%%

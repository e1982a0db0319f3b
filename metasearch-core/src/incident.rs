//! Engine incidents and the error-recording collaborator.
//!
//! An incident is created for every failed invocation and for every
//! non-fatal anomaly (soft redirect overflow). The orchestrator never keeps
//! incidents; it hands them to an [`ErrorRecorder`] and moves on.

use serde::{Deserialize, Serialize};
use std::fmt;
use std::sync::Mutex;

/// Response context of an incident: `(status_code, reason, hostname)`.
#[derive(Debug, Clone, Default, PartialEq, Eq, Serialize, Deserialize)]
pub struct IncidentContext {
    /// HTTP status code, if a response was received.
    pub status_code: Option<u16>,
    /// HTTP reason phrase, empty if unknown.
    pub reason: String,
    /// Host that produced the response, empty if unknown.
    pub hostname: String,
}

impl fmt::Display for IncidentContext {
    fn fmt(&self, f: &mut fmt::Formatter<'_>) -> fmt::Result {
        let status = self
            .status_code
            .map(|s| s.to_string())
            .unwrap_or_default();
        write!(f, "({status}, {}, {})", self.reason, self.hostname)
    }
}

/// A single recorded engine failure or anomaly.
#[derive(Debug, Clone, PartialEq, Eq, Serialize, Deserialize)]
pub struct EngineIncident {
    /// Name of the engine the incident belongs to.
    pub engine_name: String,
    /// Human-readable description.
    pub message: String,
    /// Response context, if any.
    pub context: IncidentContext,
    /// `true` for non-fatal incidents (the engine still produced results).
    pub secondary: bool,
}

/// Receives incidents. Fire-and-forget: implementations must not fail.
pub trait ErrorRecorder: Send + Sync {
    /// Record one incident.
    fn record(&self, incident: EngineIncident);
}

/// Recorder that only emits a tracing event per incident.
#[derive(Debug, Default, Clone, Copy)]
pub struct TracingErrorRecorder;

impl ErrorRecorder for TracingErrorRecorder {
    fn record(&self, incident: EngineIncident) {
        trace_incident(&incident);
    }
}

/// Recorder that keeps every incident in memory, in arrival order.
#[derive(Debug, Default)]
pub struct MemoryErrorRecorder {
    incidents: Mutex<Vec<EngineIncident>>,
}

impl MemoryErrorRecorder {
    /// Create an empty recorder.
    pub fn new() -> Self {
        Self::default()
    }

    /// Snapshot of all recorded incidents.
    pub fn incidents(&self) -> Vec<EngineIncident> {
        self.incidents
            .lock()
            .unwrap_or_else(|poisoned| poisoned.into_inner())
            .clone()
    }

    /// Number of incidents recorded for `engine_name`.
    pub fn count_for(&self, engine_name: &str) -> usize {
        self.incidents
            .lock()
            .unwrap_or_else(|poisoned| poisoned.into_inner())
            .iter()
            .filter(|i| i.engine_name == engine_name)
            .count()
    }

    /// Drop all recorded incidents.
    pub fn clear(&self) {
        self.incidents
            .lock()
            .unwrap_or_else(|poisoned| poisoned.into_inner())
            .clear();
    }
}

impl ErrorRecorder for MemoryErrorRecorder {
    fn record(&self, incident: EngineIncident) {
        trace_incident(&incident);
        self.incidents
            .lock()
            .unwrap_or_else(|poisoned| poisoned.into_inner())
            .push(incident);
    }
}

fn trace_incident(incident: &EngineIncident) {
    if incident.secondary {
        tracing::debug!(
            engine = %incident.engine_name,
            context = %incident.context,
            "{}",
            incident.message
        );
    } else {
        tracing::warn!(
            engine = %incident.engine_name,
            context = %incident.context,
            "{}",
            incident.message
        );
    }
}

%%

Reproduce each record exactly as it appears.

Response for this exercise>
repository e1982a0db0319f3b
filename metasearch-core/src/incident.rs
//! Engine incidents and the error-recording collaborator.
//!
//! An incident is created for every failed invocation and for every
//! non-fatal anomaly (soft redirect overflow). The orchestrator never keeps
//! incidents; it hands them to an [`ErrorRecorder`] and moves on.

use serde::{Deserialize, Serialize};
use std::fmt;
use std::sync::Mutex;

/// Response context of an incident: `(status_code, reason, hostname)`.
#[derive(Debug, Clone, Default, PartialEq, Eq, Serialize, Deserialize)]
pub struct IncidentContext {
    /// HTTP status code, if a response was received.
    pub status_code: Option<u16>,
    /// HTTP reason phrase, empty if unknown.
    pub reason: String,
    /// Host that produced the response, empty if unknown.
    pub hostname: String,
}

impl fmt::Display for IncidentContext {
    fn fmt(&self, f: &mut fmt::Formatter<'_>) -> fmt::Result {
        let status = self
            .status_code
            .map(|s| s.to_string())
            .unwrap_or_default();
        write!(f, "({status}, {}, {})", self.reason, self.hostname)
    }
}

/// A single recorded engine failure or anomaly.
#[derive(Debug, Clone, PartialEq, Eq, Serialize, Deserialize)]
pub struct EngineIncident {
    /// Name of the engine the incident belongs to.
    pub engine_name: String,
    /// Human-readable description.
    pub message: String,
    /// Response context, if any.
    pub context: IncidentContext,
    /// `true` for non-fatal incidents (the engine still produced results).
    pub secondary: bool,
}

/// Receives incidents. Fire-and-forget: implementations must not fail.
pub trait ErrorRecorder: Send + Sync {
    /// Record one incident.
    fn record(&self, incident: EngineIncident);
}

/// Recorder that only emits a tracing event per incident.
#[derive(Debug, Default, Clone, Copy)]
pub struct TracingErrorRecorder;

impl ErrorRecorder for TracingErrorRecorder {
    fn record(&self, incident: EngineIncident) {
        trace_incident(&incident);
    }
}

/// Recorder that keeps every incident in memory, in arrival order.
#[derive(Debug, Default)]
pub struct MemoryErrorRecorder {
    incidents: Mutex<Vec<EngineIncident>>,
}

impl MemoryErrorRecorder {
    /// Create an empty recorder.
    pub fn new() -> Self {
        Self::default()
    }

    /// Snapshot of all recorded incidents.
    pub fn incidents(&self) -> Vec<EngineIncident> {
        self.incidents
            .lock()
            .unwrap_or_else(|poisoned| poisoned.into_inner())
            .clone()
    }

    /// Number of incidents recorded for `engine_name`.
    pub fn count_for(&self, engine_name: &str) -> usize {
        self.incidents
            .lock()
            .unwrap_or_else(|poisoned| poisoned.into_inner())
            .iter()
            .filter(|i| i.engine_name == engine_name)
            .count()
    }

    /// Drop all recorded incidents.
    pub fn clear(&self) {
        self.incidents
            .lock()
            .unwrap_or_else(|poisoned| poisoned.into_inner())
            .clear();
    }
}

impl ErrorRecorder for MemoryErrorRecorder {
    fn record(&self, incident: EngineIncident) {
        trace_incident(&incident);
        self.incidents
            .lock()
            .unwrap_or_else(|poisoned| poisoned.into_inner())
            .push(incident);
    }
}

fn trace_incident(incident: &EngineIncident) {
    if incident.secondary {
        tracing::debug!(
            engine = %incident.engine_name,
            context = %incident.context,
            "{}",
            incident.message
        );
    } else {
        tracing::warn!(
            engine = %incident.engine_name,
            context = %incident.context,
            "{}",
            incident.message
        );
    }
}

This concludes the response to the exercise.